The core Tory proposition is that a strong and enterprising free market
economy will allow us to build the homes and create the jobs we need – while
generating the tax to help the needy. What does “socialism” mean, these
days? Whenever Ed Miliband does come up with a concrete policy, it starts to
unravel fast. I have been struck by the timing of the latest bout of
rebelliousness. I believe it coincides with the unveiling of their flagship
policy to put a new tax on property – called a “mansion tax”, but in reality
a tax that would hit large numbers of people in London who happen to be
living in pricey homes, but who do not necessarily have high incomes.

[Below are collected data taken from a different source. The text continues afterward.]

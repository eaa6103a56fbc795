//! Routing layer: path algebra, namespace resolution, cached pattern matching and the
//! consumer directory used for fan-out.
//!
//! ```
//! use uns_router::{NamespaceConfig, UnsRouter};
//!
//! let router = UnsRouter::new("routing-doc");
//! router.register_namespace(NamespaceConfig::new("Plant1"));
//! router.register_namespace(NamespaceConfig::new("Plant1/ERP"));
//!
//! // Candidates are scanned in descending path order; the first strict ancestor wins.
//! let resolved = router.resolve_namespace("Plant1/ERP/Status").unwrap();
//! assert_eq!(resolved.path, "Plant1/ERP");
//!
//! assert!(router.pattern_matches("Plant1/+", "Plant1/ERP"));
//! assert!(!router.pattern_matches("Plant1/+", "Plant1/ERP/Status"));
//! ```

pub(crate) mod consumer_directory;
pub(crate) mod namespace_registry;
pub mod path;
pub(crate) mod pattern_cache;
/********************************************************************************
 * Copyright (c) 2026 Contributors to the Eclipse Foundation
 *
 * See the NOTICE file(s) distributed with this work for additional
 * information regarding copyright ownership.
 *
 * This program and the accompanying materials are made available under the
 * terms of the Apache License Version 2.0 which is available at
 * https://www.apache.org/licenses/LICENSE-2.0
 *
 * SPDX-License-Identifier: Apache-2.0
 ********************************************************************************/

use crate::connection::ConnectionError;
use crate::control_plane::router_state::RouterState;
use std::error::Error;
use std::fmt::{Display, Formatter};

/// Failures surfaced by router lifecycle and connection management.
///
/// Routing itself never fails: dropped or undeliverable events are logged, not returned.
#[derive(Debug)]
pub enum RouterError {
    /// The operation is not allowed from the current lifecycle state.
    InvalidState {
        operation: &'static str,
        state: RouterState,
    },
    /// A connection failed to start; every connection started before it was stopped again.
    ConnectionStart {
        connection_id: String,
        source: ConnectionError,
    },
    /// An inbound connection refused the router's listener.
    ListenerRegistration {
        connection_id: String,
        source: ConnectionError,
    },
}

impl Display for RouterError {
    fn fmt(&self, f: &mut Formatter<'_>) -> std::fmt::Result {
        match self {
            RouterError::InvalidState { operation, state } => {
                write!(f, "cannot {operation} while router is {state}")
            }
            RouterError::ConnectionStart { connection_id, .. } => {
                write!(f, "failed to start connection '{connection_id}'")
            }
            RouterError::ListenerRegistration { connection_id, .. } => {
                write!(
                    f,
                    "failed to register router listener on connection '{connection_id}'"
                )
            }
        }
    }
}

impl Error for RouterError {
    fn source(&self) -> Option<&(dyn Error + 'static)> {
        match self {
            RouterError::ConnectionStart { source, .. }
            | RouterError::ListenerRegistration { source, .. } => Some(source),
            RouterError::InvalidState { .. } => None,
        }
    }
}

Tessa Jowell has come out against it, and so has David Lammy and Sadiq Khan
and other London Labour MPs. They know it will clobber many of their own
Labour-voting constituents; and in at least some cases the MPs themselves
would be in the line of fire.

The Labour nomenklatura are at last waking up to the horror of what a Labour
government would mean – paying tens of thousands of pounds just for the
right to live in the family home, a home that they have done up and improved
over the years without realising that they would be punished for their
efforts. That is why they are so recklessly running down Miliband, and
briefing against him at every opportunity. They know that it is bad for the
party, and they know that they have no serious alternative; but frankly they
don’t care. I think a lot of them have secretly come to the conclusion that
it is in their own financial interests to lose the election – and they want
Miliband to do so. They should be encouraged in that view.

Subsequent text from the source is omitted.